1
Dankdag, de hoop voor de wereld (Psalm 67) Liturgie woensdagavond 3 november 2010 te Hardinxveld-Giessendam: Belijdenis van afhankelijkheid Vredegroet van God (Opb.1:4b-5a) Psalm 146:4,5,8 Gebed Lezen: Romeinen 8:18-25 Liedboek 294:1,2,4,5,6 Tekst: Psalm 67 Verkondiging Gezang 105:3,7,8,9 Geloofsbelijdenis (Zondag 9 HC) Gezang 137:1 Dankgebed voor gewas en arbeid Inzameling van de gaven (‘Geef ons vrede’) Psalm 67:2,3 Zegen van God (Num.6:24-26)
Geliefde gemeente van onze Heer Jezus Christus! Deze dankdag begon misschien wel als de donkerste dag van deze week. Terwijl ik bezig was met de voorbereiding van deze dienst, leek het buiten wel avond, zó duister zag alles er uit. Nou was er vanmorgen geen zonsverduistering, voorzover ik weet. Maar het was wel even of de hemel huilt. En misschien dóet die dat ook wel! Want als het aan onze regering lag. waren er uitgerekend vandaag Irakese asielzoekers uitgezet. Terug naar een land waar hun leven niet veilig is. Waar de ene aanslag nog niet voorbij is, of de volgende is een feit. Honderden slachtoffers is al heel normaal. Toch werd onder tromgeroffel werd de naderende uitzetting gevierd. Alles voor de vrijheid. De éigen vrijheid wel te verstaan.
2
Uitgerekend vandaag ook wordt in Amerika winst verwacht voor een zelfde richting als ’onze’ PVV. Ultrarechts maakt zich er sterk met moralistische boodschappen die heel sterk naar binnen toe zijn gericht. Eigen volk eerst. Want o, wat gaat het toch slecht met ons. Wij leefden in de hoop dat Obama het was die Amerika zou bevrijden, maar inmiddels beginnen we al aan het derde jaar, en er is nog nagenoeg niks gebeurd… Maar zie daar, in het Oosten gloort nieuwe hoop. Alle ogen richten zich op China. Zo lees ik in het ND begin deze week: “De aarde zucht en steunt. Ze kan het niet langer tolereren: 800 miljoen auto’s op benzine die over haar oppervlak scheuren en haar ondertussen vernietigen.
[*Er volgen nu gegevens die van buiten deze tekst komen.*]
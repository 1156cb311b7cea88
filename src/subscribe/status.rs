//! Status categories and the status record handed to listeners.

use serde::Serialize;
use serde_json::Value;

use crate::net::transport::TransportOperation;

/// User-visible outcome category for subscribe-loop activity.
#[derive(Debug, Clone, Copy, PartialEq, Eq, Serialize)]
pub enum StatusCategory {
    Connected,
    Reconnected,
    Disconnected,
    UnexpectedDisconnect,
    AccessDenied,
    MalformedFilter,
    RequestTooLong,
    Cancelled,
    Timeout,
    MalformedResponse,
    TLSConnectionFailed,
    DecryptionError,
    RequestMessageCountExceeded,
    Acknowledgment,
}

impl StatusCategory {
    /// Recoverable transport failures: retried on the 1 Hz timer.
    pub fn is_recoverable_error(&self) -> bool {
        matches!(
            self,
            Self::AccessDenied
                | Self::Timeout
                | Self::MalformedFilter
                | Self::MalformedResponse
                | Self::RequestTooLong
                | Self::TLSConnectionFailed
        )
    }

    /// Policy errors require a configuration change before a re-subscribe
    /// can succeed; the engine never retries them automatically.
    pub fn is_policy_error(&self) -> bool {
        matches!(self, Self::MalformedFilter | Self::RequestTooLong)
    }
}

/// Status record delivered to listeners and completion callbacks.
#[derive(Debug, Clone, Serialize)]
pub struct SubscribeStatus {
    pub operation: TransportOperation,
    pub category: StatusCategory,
    pub is_error: bool,
    pub automatically_retry: bool,
    pub affected_channels: Vec<String>,
    pub affected_groups: Vec<String>,
    #[serde(skip_serializing_if = "Option::is_none")]
    pub data: Option<Value>,
}

impl SubscribeStatus {
    pub fn new(operation: TransportOperation, category: StatusCategory) -> Self {
        Self {
            operation,
            category,
            is_error: false,
            automatically_retry: false,
            affected_channels: Vec::new(),
            affected_groups: Vec::new(),
            data: None,
        }
    }

    pub fn error(operation: TransportOperation, category: StatusCategory) -> Self {
        Self {
            is_error: true,
            ..Self::new(operation, category)
        }
    }

    pub fn with_retry(mut self, retry: bool) -> Self {
        self.automatically_retry = retry;
        self
    }

    pub fn with_affected(mut self, channels: Vec<String>, groups: Vec<String>) -> Self {
        self.affected_channels = channels;
        self.affected_groups = groups;
        self
    }

    pub fn with_data(mut self, data: Value) -> Self {
        self.data = Some(data);
        self
    }
}

#[cfg(test)]
mod tests {
    use super::*;

    #[test]
    fn test_recoverable_and_policy_split() {
        assert!(StatusCategory::Timeout.is_recoverable_error());
        assert!(StatusCategory::AccessDenied.is_recoverable_error());
        assert!(!StatusCategory::Cancelled.is_recoverable_error());
        assert!(StatusCategory::MalformedFilter.is_policy_error());
        assert!(StatusCategory::RequestTooLong.is_policy_error());
        assert!(!StatusCategory::Timeout.is_policy_error());
    }
}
Maar wij – lees: de Chinezen – gaan de mensheid redden.” Hybride-auto’s is nog niks, wij leveren auto’s die volledig op stroom rijden. Kijk, dat is nog eens goed nieuws, of niet? Maar is de wens ook hier niet de vader van de gedachte? En zijn auto’s werkelijk ons gróótste probleem, als mens? In datzelfde Oosten dreigt intussen een nucleair gevaar, in Iran. Het ene volk moordt het andere uit, zo is tenminste het plan. En zo zijn we meteen ook weer terug bij onszelf. Want het vrije Westen schrikt er niet voor terug om zijn poorten voor asielzoekers te sluiten, en daarmee voor het echte leed in deze wereld zijn ogen dicht te doen. Dat leed dat ook in een land dat op slot gaat nog net zo hard vreet.
3
Massaal wordt er gerouwd om onze laatste profeet. Harry Mulisch is niet meer. Wat een verlies voor de mensheid, ook ver buiten onze grenzen! Ja, want Mulisch had de hemel ontdekt. En zie, ook daar was alles zeer slecht. Lucifer wint, alleen de hel blijft over. En dus waren in de verhalen van Mulisch geluk en liefde nooit blijvend. Het thema van al zijn werk is de onontkoombare verwoesting. Al zijn romans sluiten af zonder hoop. En dát was onze grote man? Daar heeft een heel land zich lange tijd aan gelaafd? Hoe leeg kan het leven zijn! Mèt al onze rijkdom. Sorry: ons verwoede pogen om de economie er weer bovenop te helpen. En de grote boze vijand ons land uit te zetten. Daarom is deze dankdag misschien wel de meest donkere, niet alleen van deze week, maar van de laatste – zeg – 70 jaar. En toch, gemeente, zolang de hemel huilt, is er óók hoop! Een wereld waarin de duivel een wreed spel speelt met de mens is namelijk niet voorbereid op de ongelofelijke liefde van God. Die Hij ook vandaag, ja misschien wel júist vandaag, wil laten zien door middel van Zijn kerk. En is, gelet op Psalm 67, juist dánkdag daar niet voor bedoeld? De Heer gaf ons weer meer dan wij verdienden. Heer, laat ons boven alles uw gezicht zien stralend als de zon. De wereld ziet dan hoe U met ons omgaat en dat de weg die U Heer met ons op gaat ons weer uitzicht biedt. (Psalmen voor Nu, Psalm 67)
4
Daarom is dit het thema vanavond: Dankdag, de hoop voor de wereld. Want als God het geeft:
1. ziet men het licht, 2. brengt men Hem lof.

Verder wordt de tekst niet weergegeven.